Required action: Return, from the listing below, every line that includes "lookup".

Task input:

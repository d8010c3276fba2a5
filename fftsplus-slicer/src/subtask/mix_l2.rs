use std::sync::{Arc, Mutex};

use log::{debug, trace};
use smallvec::SmallVec;

use crate::align::aligned_words;
use crate::collab::TaskContext;
use crate::descriptor::{DescriptorBuilder, EngineEntry, TaskDescriptor, TilingPtrs};
use crate::error::{check_rt, SliceError, SliceResult};
use crate::layout::{ArgsBuffer, ArgsLayout};
use crate::model::{DevicePtr, Engine, EngineType, TaskModel};
use crate::params::{SliceGroup, TilingGroup, TilingRunInfo};

use super::{bound, dispatchable, AddressingScheme, Binding, DoneCallback, Stage, SubTask};

/// Node attribute holding the maximum tiling size. Zero or absent means
/// the op runs without tiling data.
pub const OP_PARA_SIZE_ATTR: &str = "op_para_size";

/// Cube and vector op sharing L2-resident data. Its address list comes
/// straight from the compiled task definition, and unlike the other
/// variants it launches the hardware task itself.
pub struct MixL2Task {
    binding: Option<Binding>,
    stage: Stage,
    /// bytes reserved for tiling data, 0 when no tiling is needed
    tiling_limit: usize,
    descriptor: TaskDescriptor,
    args: ArgsBuffer,
}

impl MixL2Task {
    pub fn new() -> Self {
        MixL2Task {
            binding: None,
            stage: Stage::Unloaded,
            tiling_limit: 0,
            descriptor: TaskDescriptor::default(),
            args: ArgsBuffer::default(),
        }
    }

    pub fn needs_tiling(&self) -> bool {
        self.tiling_limit > 0
    }

    fn build(&self, binding: &Binding, ctx: &mut dyn TaskContext) -> SliceResult<(TaskDescriptor, ArgsBuffer)> {
        let node = binding.node();
        let services = binding.services();
        let def = binding.parent.mix_l2.as_ref().ok_or_else(|| SliceError::MissingTaskDef {
            node: node.name.clone(),
            what: "mix l2 task",
        })?;

        let tiling = if self.needs_tiling() {
            Some(self.calculate_tiling(binding)?)
        } else {
            None
        };

        let mut entries = SmallVec::<[EngineEntry; 2]>::new();
        for engine in [Engine::Aic, Engine::Aiv] {
            let name = format!("{}{}", engine.mix_prefix(), node.kernel_name);
            trace!("{}: lookup {}", node.name, name);
            let kernel = services.kernels.lookup(&name).ok_or(SliceError::KernelNotFound(name))?;
            entries.push(EngineEntry {
                engine,
                non_tail_start: kernel.addr,
                tail_start: kernel.addr,
                prefetch: kernel.prefetch,
            });
        }

        let split = node.input_count;
        if def.io_addrs.len() != split + node.output_count {
            return Err(SliceError::mismatch(
                &node.name,
                "compiled io address list",
                split + node.output_count,
                def.io_addrs.len(),
            ));
        }
        let (inputs, outputs) = def.io_addrs.split_at(split);

        let region_words = aligned_words(self.tiling_limit, services.config.align_bytes);
        let slot_count = def.mode_addrs.len() + def.io_addrs.len();
        let layout = ArgsLayout::new(region_words, slot_count, tiling.is_some() as usize, 1);
        let mut args = ArgsBuffer::new(layout);
        if let Some(info) = &tiling {
            args.write_tiling(0, info)?;
        }

        let base = match layout.device_bytes() {
            0 => 0,
            bytes => ctx.allocate_workspace(bytes)?,
        };
        let mut row = def.mode_addrs.iter().chain(&def.io_addrs).copied().collect::<Vec<DevicePtr>>();
        let mut builder = DescriptorBuilder::new(1)
            .entries(entries)
            .io(inputs, outputs)
            .region(base, layout.tiling_region_bytes());
        if let Some(info) = &tiling {
            // both engines read the one blob at the head of the region
            row.push(base);
            builder = builder
                .workspace_sizes(&info.workspace_sizes)
                .tiling_ptrs(TilingPtrs { engine: Engine::Aic, non_tail: base, tail: base })
                .tiling_ptrs(TilingPtrs { engine: Engine::Aiv, non_tail: base, tail: base });
        }
        args.write_row(&node.name, 0, &row)?;

        debug!(
            "{}: mix l2 {} mode + {} io slots, tiling {}",
            node.name,
            def.mode_addrs.len(),
            def.io_addrs.len(),
            self.tiling_limit
        );
        Ok((builder.build(), args))
    }

    fn calculate_tiling(&self, binding: &Binding) -> SliceResult<TilingRunInfo> {
        let node = binding.node();
        let group = TilingGroup::new(Engine::Aic, SliceGroup::NonTail);
        let info = binding
            .services()
            .tiling
            .calculate(node, group)?
            .ok_or_else(|| SliceError::mismatch(&node.name, "tiling info", 1, 0))?;
        if info.tiling_size > self.tiling_limit {
            return Err(SliceError::mismatch(&node.name, "tiling data", self.tiling_limit, info.tiling_size));
        }
        Ok(info)
    }
}

fn take_done(slot: &Mutex<Option<DoneCallback>>) -> Option<DoneCallback> {
    slot.lock().unwrap_or_else(|poisoned| poisoned.into_inner()).take()
}

impl Default for MixL2Task {
    fn default() -> Self {
        Self::new()
    }
}

impl SubTask for MixL2Task {
    fn engine_type(&self) -> EngineType {
        EngineType::MixL2
    }

    fn addressing(&self) -> AddressingScheme {
        AddressingScheme::Explicit
    }

    fn stage(&self) -> Stage {
        self.stage
    }

    fn load(&mut self, model: &TaskModel, node_name: &str) -> SliceResult<()> {
        let binding = Binding::bind(model, node_name, EngineType::MixL2)?;
        let node = binding.node();
        if binding.parent.mix_l2.is_none() {
            return Err(SliceError::MissingTaskDef {
                node: node.name.clone(),
                what: "mix l2 task",
            });
        }
        let size = node.int_attr(OP_PARA_SIZE_ATTR).unwrap_or(0);
        if size < 0 {
            return Err(SliceError::InvalidParam {
                node: node.name.clone(),
                name: OP_PARA_SIZE_ATTR,
                value: size,
            });
        }
        self.tiling_limit = size as usize;
        self.binding = Some(binding);
        self.descriptor = TaskDescriptor::default();
        self.args = ArgsBuffer::default();
        self.stage = Stage::Loaded;
        Ok(())
    }

    fn update_tiling_data(&mut self, ctx: &mut dyn TaskContext) -> SliceResult<()> {
        let binding = bound(&self.binding, self.stage, "update tiling data")?.clone();
        let (descriptor, args) = match self.build(&binding, ctx) {
            Ok(built) => built,
            Err(err) => {
                self.stage = Stage::Loaded;
                return Err(err);
            }
        };
        self.descriptor = descriptor;
        self.args = args;
        self.stage = Stage::Built;
        let hw_task = binding.updater.finalize(binding.node(), &self.descriptor)?;
        self.descriptor.hw_task = Some(hw_task);
        Ok(())
    }

    // copy, launch, then chain `done` onto the stream's completion
    fn execute_async(
        &mut self,
        ctx: &mut dyn TaskContext,
        done: Option<DoneCallback>,
    ) -> SliceResult<Option<DoneCallback>> {
        let node = self.binding.as_ref().map(|b| b.node().name.as_str()).unwrap_or_default();
        let hw_task = dispatchable(self.stage, &self.descriptor, node)?;
        let (runtime, stream) = (ctx.runtime(), ctx.stream());
        if !self.args.is_empty() {
            let code = runtime.copy_host_to_device(self.descriptor.region_base, self.args.as_bytes(), stream);
            check_rt(code, "memcpy_async")?;
        }
        check_rt(runtime.launch_task(&hw_task, stream), "task_launch")?;
        // the task is on the stream now; a retry must go through a rebuild
        self.stage = Stage::Launched;

        let done = Arc::new(Mutex::new(done));
        let hook = Arc::clone(&done);
        let code = runtime.register_callback(
            stream,
            Box::new(move |code| {
                if let Some(done) = take_done(&hook) {
                    done(check_rt(code, "task_completion"));
                }
            }),
        );
        if code != 0 {
            if let Some(done) = take_done(&done) {
                done(check_rt(code, "callback_launch"));
            }
            return Err(SliceError::Runtime { op: "callback_launch", code });
        }
        Ok(None)
    }

    fn descriptor(&self) -> Option<&TaskDescriptor> {
        matches!(self.stage, Stage::Built | Stage::Launched).then_some(&self.descriptor)
    }

    fn host_args(&self) -> &[u8] {
        match self.stage {
            Stage::Built | Stage::Launched => self.args.as_bytes(),
            _ => &[],
        }
    }
}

Answer to the problem:
            trace!("{}: lookup {}", node.name, name);
            let kernel = services.kernels.lookup(&name).ok_or(SliceError::KernelNotFound(name))?;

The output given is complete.